GOAL OF THE EXERCISE:
Using the data beneath this instruction, retype only the lines from the one that contains "let mut inner" down to the one that contains "- Environment variables", both included, exactly as they appear.

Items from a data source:
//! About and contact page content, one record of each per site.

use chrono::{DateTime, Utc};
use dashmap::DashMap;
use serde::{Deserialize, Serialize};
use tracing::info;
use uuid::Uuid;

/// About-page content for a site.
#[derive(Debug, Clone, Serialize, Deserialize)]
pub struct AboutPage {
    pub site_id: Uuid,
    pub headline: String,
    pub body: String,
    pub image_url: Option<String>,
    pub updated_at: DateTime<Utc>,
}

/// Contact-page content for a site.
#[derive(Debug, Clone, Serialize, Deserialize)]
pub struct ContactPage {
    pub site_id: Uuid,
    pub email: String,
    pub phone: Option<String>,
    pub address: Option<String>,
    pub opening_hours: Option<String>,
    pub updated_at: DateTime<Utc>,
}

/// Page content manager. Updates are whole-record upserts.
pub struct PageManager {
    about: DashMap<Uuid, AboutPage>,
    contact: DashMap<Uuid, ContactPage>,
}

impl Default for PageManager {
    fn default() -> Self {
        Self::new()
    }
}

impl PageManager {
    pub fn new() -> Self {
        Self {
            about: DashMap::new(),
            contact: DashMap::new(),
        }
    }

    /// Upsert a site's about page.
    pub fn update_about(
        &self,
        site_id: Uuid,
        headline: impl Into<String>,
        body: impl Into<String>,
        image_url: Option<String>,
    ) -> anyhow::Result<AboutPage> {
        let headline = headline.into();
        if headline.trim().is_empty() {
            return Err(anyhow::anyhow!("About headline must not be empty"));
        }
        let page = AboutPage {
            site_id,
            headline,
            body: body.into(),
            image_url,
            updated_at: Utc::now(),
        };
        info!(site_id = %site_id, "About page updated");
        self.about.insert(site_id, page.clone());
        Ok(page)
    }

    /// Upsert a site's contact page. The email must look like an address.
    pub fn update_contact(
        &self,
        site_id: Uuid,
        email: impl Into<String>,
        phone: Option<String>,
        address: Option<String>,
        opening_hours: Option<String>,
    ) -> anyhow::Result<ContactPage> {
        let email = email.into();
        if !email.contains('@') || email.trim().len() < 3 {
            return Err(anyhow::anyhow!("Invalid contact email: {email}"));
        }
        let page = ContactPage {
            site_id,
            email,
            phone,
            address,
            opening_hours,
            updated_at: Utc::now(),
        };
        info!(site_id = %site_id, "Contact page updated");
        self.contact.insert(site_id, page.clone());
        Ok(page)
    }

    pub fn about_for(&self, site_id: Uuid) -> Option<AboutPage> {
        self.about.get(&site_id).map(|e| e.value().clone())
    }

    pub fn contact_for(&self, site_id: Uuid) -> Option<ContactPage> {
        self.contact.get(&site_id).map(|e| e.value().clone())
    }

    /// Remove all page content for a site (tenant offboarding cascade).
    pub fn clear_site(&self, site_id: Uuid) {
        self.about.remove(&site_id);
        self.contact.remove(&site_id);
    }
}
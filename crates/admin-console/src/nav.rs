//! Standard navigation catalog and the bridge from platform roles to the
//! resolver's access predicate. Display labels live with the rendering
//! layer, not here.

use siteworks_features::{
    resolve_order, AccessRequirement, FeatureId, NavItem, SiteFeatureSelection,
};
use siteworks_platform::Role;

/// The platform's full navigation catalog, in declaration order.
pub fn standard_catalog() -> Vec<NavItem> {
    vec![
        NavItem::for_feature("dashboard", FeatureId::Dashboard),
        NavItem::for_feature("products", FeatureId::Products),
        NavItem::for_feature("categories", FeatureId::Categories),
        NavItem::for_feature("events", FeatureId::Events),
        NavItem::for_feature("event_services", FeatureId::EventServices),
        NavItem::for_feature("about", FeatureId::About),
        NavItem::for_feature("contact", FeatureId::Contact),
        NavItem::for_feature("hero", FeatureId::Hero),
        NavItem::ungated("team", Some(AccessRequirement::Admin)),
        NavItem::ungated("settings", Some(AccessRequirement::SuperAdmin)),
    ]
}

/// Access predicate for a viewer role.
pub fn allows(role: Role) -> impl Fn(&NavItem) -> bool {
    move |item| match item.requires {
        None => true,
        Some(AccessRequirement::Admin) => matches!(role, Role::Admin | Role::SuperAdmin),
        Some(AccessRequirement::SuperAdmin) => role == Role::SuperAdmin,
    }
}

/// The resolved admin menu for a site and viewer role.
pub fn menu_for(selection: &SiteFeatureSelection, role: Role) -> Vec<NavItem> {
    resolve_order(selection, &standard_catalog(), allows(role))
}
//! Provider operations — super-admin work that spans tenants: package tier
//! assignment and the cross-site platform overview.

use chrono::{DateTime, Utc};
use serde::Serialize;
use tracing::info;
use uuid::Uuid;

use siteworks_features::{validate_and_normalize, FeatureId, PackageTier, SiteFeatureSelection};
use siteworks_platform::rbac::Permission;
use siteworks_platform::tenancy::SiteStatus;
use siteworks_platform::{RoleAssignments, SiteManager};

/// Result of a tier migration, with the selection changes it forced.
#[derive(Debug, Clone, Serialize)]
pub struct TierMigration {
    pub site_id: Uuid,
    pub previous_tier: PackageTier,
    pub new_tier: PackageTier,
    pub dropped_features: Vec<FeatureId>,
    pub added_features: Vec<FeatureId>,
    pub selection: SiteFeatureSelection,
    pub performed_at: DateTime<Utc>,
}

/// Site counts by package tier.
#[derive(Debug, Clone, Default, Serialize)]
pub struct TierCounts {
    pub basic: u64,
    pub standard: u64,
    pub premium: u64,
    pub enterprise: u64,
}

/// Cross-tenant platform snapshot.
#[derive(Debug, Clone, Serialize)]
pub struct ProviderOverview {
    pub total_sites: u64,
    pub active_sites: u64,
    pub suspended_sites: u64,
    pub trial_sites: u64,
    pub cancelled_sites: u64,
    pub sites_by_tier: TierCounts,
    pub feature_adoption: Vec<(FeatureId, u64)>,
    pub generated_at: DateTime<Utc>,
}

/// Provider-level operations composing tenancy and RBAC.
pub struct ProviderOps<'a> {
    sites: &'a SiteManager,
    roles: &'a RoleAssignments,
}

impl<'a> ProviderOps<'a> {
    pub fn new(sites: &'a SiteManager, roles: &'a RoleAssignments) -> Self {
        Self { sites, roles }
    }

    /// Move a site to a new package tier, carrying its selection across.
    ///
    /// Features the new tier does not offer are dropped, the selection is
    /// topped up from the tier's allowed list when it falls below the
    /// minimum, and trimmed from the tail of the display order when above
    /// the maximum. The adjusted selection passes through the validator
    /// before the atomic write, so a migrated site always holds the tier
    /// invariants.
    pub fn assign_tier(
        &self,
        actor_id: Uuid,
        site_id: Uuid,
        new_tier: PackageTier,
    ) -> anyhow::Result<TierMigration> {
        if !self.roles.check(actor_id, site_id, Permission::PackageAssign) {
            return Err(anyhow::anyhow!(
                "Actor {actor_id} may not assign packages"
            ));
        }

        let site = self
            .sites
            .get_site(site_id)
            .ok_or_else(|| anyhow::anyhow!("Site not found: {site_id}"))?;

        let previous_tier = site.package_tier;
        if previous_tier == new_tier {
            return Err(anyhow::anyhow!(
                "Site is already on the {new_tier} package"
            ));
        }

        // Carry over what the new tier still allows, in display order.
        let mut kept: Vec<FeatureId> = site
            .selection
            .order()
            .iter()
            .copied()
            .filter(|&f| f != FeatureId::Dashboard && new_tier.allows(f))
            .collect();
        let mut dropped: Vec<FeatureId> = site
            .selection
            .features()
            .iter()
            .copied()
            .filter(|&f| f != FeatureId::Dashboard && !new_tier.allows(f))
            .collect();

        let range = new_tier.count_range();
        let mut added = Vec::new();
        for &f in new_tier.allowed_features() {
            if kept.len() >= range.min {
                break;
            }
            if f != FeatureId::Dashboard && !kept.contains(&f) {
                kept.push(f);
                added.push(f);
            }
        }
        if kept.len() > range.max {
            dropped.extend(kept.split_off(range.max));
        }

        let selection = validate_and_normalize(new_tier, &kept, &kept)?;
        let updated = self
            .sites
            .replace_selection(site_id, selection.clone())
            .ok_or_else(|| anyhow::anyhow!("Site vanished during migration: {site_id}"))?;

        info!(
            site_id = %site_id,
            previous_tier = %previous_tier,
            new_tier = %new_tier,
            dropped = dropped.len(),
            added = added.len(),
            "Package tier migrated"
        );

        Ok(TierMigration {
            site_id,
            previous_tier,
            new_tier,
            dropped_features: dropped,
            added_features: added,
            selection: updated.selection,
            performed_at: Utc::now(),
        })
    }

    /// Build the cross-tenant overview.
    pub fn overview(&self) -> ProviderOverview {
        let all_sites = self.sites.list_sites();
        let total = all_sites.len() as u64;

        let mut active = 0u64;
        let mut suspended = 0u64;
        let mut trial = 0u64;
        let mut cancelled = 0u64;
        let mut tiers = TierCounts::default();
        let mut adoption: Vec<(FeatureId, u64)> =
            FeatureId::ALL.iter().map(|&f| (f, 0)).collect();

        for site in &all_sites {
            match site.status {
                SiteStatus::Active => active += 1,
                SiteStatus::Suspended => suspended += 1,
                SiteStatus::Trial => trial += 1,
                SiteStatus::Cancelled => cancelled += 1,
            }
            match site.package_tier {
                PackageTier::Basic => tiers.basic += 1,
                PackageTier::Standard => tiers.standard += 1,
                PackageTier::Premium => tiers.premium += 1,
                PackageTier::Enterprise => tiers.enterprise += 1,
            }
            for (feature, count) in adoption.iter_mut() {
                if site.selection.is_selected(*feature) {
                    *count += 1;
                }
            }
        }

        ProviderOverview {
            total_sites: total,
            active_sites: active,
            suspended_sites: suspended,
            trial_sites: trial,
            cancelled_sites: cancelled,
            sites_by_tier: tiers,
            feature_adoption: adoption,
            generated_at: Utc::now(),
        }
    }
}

...

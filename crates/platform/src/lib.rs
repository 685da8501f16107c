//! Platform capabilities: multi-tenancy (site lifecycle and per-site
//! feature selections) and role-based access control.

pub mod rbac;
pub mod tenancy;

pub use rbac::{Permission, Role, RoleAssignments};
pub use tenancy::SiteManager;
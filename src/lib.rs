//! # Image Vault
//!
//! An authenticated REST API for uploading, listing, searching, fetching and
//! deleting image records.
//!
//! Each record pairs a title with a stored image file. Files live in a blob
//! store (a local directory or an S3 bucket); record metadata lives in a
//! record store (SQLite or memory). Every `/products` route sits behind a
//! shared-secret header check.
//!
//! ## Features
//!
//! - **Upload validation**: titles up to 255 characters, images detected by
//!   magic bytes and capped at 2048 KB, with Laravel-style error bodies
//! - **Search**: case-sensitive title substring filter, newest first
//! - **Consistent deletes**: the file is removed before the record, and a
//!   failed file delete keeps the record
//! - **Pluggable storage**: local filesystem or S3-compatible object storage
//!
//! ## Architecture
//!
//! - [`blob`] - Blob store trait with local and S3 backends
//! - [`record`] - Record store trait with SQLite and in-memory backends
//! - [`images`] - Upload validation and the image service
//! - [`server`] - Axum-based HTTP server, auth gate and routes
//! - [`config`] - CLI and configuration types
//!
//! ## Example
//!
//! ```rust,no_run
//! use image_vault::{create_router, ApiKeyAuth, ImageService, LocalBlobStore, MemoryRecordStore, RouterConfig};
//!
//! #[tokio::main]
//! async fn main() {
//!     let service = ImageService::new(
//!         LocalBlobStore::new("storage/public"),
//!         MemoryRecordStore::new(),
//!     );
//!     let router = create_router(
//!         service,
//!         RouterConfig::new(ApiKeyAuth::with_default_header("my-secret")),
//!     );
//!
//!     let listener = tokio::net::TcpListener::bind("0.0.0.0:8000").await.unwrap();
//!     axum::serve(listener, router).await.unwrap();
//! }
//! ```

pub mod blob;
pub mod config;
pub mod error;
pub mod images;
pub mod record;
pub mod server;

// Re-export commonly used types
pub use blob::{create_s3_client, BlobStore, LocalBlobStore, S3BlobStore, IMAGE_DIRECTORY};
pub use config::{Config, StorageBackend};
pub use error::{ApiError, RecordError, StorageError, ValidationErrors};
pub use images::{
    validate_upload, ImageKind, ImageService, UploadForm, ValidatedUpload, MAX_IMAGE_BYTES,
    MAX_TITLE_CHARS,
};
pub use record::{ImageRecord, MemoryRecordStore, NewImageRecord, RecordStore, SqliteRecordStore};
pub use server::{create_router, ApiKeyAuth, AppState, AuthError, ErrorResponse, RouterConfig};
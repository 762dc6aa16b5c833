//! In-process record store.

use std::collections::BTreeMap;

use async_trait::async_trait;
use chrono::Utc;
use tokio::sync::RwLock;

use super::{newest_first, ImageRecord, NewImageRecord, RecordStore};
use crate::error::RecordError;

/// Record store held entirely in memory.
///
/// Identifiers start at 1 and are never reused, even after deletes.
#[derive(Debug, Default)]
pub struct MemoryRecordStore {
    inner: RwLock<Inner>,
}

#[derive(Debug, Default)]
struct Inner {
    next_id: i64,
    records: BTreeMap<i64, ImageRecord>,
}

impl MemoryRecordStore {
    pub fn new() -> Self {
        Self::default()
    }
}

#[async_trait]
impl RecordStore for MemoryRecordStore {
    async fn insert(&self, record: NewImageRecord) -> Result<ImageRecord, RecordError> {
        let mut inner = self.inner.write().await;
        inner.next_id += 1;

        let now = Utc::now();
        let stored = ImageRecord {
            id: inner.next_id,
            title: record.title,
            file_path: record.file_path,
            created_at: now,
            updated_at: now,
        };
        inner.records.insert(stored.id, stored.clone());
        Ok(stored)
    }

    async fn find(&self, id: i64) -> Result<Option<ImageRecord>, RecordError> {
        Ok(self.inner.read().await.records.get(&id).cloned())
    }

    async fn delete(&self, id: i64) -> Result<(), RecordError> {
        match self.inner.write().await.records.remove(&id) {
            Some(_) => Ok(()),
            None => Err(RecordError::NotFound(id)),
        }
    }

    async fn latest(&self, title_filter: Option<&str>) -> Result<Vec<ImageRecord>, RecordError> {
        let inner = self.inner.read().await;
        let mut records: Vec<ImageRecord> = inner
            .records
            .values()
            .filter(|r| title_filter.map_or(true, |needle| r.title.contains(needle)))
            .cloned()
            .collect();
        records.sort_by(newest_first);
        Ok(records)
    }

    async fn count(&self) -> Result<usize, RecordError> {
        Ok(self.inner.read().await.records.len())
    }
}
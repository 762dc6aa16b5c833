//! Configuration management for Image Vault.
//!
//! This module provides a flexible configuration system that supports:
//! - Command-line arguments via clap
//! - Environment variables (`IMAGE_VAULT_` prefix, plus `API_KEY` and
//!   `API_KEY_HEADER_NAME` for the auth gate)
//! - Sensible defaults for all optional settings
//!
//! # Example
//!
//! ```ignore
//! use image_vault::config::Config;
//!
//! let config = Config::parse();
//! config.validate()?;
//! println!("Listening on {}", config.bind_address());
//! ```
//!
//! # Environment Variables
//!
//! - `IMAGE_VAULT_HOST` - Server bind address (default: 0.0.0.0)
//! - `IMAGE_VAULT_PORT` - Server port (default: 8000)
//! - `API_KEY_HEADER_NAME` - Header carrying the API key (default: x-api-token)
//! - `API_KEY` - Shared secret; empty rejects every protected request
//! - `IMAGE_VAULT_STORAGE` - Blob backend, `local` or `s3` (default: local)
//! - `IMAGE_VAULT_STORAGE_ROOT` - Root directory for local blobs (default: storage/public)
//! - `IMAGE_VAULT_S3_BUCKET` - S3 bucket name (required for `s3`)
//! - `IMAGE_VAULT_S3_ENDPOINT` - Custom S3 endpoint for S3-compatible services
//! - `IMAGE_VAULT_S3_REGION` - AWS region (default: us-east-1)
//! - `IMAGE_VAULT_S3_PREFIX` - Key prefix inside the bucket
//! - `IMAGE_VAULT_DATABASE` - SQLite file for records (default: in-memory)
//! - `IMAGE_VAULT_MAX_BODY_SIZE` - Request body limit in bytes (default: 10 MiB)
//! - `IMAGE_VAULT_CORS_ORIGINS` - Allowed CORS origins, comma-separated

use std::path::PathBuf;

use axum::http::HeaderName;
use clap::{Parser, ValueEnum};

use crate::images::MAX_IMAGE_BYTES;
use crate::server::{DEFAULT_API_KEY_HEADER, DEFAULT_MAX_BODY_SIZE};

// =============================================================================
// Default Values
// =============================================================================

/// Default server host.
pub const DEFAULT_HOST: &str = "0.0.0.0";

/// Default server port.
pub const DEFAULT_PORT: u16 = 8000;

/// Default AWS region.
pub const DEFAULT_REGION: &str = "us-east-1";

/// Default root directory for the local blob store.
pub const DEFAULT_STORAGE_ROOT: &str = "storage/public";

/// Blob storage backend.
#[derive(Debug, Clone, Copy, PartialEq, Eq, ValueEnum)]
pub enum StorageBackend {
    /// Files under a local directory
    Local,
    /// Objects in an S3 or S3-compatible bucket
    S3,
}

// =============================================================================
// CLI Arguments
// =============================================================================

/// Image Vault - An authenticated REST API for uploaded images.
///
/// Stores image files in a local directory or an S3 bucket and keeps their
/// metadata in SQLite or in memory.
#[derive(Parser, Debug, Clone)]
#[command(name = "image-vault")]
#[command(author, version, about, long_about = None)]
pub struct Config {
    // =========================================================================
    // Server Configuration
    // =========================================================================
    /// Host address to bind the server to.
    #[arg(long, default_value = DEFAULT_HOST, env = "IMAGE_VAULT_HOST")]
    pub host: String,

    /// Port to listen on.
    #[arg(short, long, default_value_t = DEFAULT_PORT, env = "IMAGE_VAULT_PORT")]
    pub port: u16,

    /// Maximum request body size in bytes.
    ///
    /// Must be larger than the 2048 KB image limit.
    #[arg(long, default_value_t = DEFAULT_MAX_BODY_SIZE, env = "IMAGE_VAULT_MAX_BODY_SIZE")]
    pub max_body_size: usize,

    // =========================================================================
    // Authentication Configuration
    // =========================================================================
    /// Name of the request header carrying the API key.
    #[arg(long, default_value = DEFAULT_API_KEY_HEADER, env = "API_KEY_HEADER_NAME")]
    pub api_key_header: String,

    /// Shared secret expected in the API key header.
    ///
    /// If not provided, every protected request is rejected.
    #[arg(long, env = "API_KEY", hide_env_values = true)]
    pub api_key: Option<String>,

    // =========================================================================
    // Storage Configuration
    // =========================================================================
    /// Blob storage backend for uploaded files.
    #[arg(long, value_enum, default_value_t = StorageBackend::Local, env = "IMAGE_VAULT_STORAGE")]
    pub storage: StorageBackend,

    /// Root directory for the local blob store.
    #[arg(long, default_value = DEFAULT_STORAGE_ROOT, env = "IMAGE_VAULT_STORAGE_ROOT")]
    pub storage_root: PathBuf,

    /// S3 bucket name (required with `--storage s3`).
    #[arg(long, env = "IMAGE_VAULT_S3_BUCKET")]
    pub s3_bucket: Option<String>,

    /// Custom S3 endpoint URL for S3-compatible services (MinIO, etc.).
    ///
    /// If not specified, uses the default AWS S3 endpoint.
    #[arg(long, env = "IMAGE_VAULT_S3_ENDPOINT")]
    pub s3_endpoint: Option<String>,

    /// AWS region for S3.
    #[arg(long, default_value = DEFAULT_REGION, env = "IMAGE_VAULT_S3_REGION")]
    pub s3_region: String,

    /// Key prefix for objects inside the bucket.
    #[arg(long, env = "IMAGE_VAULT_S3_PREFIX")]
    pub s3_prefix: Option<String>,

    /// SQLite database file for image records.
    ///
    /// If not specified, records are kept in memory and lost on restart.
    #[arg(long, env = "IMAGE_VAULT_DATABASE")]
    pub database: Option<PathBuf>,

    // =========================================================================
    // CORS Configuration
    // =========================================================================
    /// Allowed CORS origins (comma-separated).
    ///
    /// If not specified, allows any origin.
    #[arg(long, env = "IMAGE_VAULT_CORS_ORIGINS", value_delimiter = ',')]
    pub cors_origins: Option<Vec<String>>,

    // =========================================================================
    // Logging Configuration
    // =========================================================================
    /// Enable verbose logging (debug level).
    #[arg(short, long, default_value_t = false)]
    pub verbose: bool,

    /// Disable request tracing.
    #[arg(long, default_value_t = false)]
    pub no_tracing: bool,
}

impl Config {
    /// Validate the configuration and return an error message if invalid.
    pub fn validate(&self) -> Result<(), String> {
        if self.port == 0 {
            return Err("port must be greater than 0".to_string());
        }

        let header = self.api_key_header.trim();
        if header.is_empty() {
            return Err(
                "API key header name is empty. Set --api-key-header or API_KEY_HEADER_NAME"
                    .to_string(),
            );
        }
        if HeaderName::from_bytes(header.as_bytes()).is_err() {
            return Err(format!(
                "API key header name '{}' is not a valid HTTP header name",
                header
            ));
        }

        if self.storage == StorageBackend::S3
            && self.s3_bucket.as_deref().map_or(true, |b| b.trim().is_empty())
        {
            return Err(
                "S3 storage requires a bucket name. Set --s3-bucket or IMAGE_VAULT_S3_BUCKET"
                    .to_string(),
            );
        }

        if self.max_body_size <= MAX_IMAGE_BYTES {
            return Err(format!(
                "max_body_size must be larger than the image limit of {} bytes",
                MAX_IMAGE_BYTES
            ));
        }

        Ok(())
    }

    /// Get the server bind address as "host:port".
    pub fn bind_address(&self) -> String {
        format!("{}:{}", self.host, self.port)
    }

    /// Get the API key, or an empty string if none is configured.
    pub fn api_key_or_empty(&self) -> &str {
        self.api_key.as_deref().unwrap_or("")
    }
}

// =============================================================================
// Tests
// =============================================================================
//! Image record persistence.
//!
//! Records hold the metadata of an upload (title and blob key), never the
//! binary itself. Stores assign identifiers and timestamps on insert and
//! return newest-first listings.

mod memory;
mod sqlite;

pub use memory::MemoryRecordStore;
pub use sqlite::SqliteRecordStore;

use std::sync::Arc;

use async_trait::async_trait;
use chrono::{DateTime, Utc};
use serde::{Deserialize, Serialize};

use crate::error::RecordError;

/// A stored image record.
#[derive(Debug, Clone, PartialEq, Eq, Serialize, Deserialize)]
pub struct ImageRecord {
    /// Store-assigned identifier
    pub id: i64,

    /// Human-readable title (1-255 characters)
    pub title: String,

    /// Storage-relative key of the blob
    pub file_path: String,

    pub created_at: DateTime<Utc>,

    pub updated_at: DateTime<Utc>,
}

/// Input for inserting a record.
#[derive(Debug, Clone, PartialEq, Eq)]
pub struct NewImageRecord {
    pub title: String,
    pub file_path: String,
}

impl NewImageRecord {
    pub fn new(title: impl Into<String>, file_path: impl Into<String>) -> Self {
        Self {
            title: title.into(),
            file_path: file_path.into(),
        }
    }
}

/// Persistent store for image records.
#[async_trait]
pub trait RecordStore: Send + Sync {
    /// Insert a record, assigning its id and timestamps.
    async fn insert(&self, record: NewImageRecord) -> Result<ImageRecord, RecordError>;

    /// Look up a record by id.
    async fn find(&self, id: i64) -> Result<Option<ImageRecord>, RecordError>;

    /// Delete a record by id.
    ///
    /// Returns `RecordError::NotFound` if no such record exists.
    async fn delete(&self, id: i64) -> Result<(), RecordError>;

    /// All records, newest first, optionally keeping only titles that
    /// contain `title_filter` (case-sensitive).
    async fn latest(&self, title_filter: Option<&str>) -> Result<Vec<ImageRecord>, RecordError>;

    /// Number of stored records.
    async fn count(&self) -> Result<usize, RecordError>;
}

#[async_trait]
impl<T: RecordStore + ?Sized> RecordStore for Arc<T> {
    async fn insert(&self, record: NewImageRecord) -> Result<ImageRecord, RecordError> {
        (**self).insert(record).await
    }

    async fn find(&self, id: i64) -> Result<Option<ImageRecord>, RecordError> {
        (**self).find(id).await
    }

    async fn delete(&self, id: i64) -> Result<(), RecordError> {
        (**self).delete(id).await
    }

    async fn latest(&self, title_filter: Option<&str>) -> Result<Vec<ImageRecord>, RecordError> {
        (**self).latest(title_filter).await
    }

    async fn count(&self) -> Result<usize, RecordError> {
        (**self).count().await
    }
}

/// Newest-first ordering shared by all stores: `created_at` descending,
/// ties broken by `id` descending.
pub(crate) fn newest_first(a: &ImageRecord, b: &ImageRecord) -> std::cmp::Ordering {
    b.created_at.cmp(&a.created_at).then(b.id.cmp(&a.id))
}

* * *

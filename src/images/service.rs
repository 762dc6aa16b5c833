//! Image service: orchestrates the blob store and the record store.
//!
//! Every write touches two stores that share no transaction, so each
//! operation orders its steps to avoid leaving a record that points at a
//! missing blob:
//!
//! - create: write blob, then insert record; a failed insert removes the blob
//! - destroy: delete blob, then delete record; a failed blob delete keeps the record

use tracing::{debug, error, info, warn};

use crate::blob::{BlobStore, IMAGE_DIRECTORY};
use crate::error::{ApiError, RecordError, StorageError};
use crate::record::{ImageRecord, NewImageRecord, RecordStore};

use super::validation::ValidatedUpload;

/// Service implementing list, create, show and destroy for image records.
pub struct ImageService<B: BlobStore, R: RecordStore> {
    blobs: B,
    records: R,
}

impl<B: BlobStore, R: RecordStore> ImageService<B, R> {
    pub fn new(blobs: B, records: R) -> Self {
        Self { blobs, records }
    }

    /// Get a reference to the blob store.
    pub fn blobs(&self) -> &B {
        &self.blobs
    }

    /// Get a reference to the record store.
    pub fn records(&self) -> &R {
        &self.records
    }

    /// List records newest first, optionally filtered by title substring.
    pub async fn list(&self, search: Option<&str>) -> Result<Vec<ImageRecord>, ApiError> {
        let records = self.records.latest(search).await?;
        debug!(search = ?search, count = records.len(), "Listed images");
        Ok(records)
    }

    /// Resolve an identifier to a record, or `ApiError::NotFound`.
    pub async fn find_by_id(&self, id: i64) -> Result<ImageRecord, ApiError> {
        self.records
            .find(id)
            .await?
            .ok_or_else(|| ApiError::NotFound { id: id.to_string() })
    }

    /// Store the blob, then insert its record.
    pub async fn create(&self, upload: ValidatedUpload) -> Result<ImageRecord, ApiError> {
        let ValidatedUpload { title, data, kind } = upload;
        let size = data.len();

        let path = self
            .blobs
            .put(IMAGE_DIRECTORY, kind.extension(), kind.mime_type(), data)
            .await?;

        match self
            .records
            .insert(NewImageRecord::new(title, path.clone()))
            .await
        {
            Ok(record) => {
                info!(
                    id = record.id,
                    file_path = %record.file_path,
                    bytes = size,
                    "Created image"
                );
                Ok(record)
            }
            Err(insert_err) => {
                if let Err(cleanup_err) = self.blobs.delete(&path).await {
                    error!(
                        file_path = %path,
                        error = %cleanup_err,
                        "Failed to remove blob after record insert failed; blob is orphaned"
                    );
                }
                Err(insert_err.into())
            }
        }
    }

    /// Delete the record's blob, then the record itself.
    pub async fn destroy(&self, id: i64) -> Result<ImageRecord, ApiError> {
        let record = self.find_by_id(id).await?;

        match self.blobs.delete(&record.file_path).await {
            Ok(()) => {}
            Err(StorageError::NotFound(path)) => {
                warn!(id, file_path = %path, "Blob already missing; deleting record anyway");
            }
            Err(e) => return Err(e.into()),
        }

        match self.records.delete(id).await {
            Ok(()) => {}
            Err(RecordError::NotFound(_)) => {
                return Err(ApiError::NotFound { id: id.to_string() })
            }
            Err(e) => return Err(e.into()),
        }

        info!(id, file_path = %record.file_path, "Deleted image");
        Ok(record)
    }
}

REPLY TO THE TASK:
        let mut inner = self.inner.write().await;
        inner.next_id += 1;

        let now = Utc::now();
        let stored = ImageRecord {
            id: inner.next_id,
            title: record.title,
            file_path: record.file_path,
            created_at: now,
            updated_at: now,
        };
        inner.records.insert(stored.id, stored.clone());
        Ok(stored)
    }

    async fn find(&self, id: i64) -> Result<Option<ImageRecord>, RecordError> {
        Ok(self.inner.read().await.records.get(&id).cloned())
    }

    async fn delete(&self, id: i64) -> Result<(), RecordError> {
        match self.inner.write().await.records.remove(&id) {
            Some(_) => Ok(()),
            None => Err(RecordError::NotFound(id)),
        }
    }

    async fn latest(&self, title_filter: Option<&str>) -> Result<Vec<ImageRecord>, RecordError> {
        let inner = self.inner.read().await;
        let mut records: Vec<ImageRecord> = inner
            .records
            .values()
            .filter(|r| title_filter.map_or(true, |needle| r.title.contains(needle)))
            .cloned()
            .collect();
        records.sort_by(newest_first);
        Ok(records)
    }

    async fn count(&self) -> Result<usize, RecordError> {
        Ok(self.inner.read().await.records.len())
    }
}
repository 762dc6aa16b5c833
//! Configuration management for Image Vault.
//!
//! This module provides a flexible configuration system that supports:
//! - Command-line arguments via clap
//! - Environment variables (`IMAGE_VAULT_` prefix, plus `API_KEY` and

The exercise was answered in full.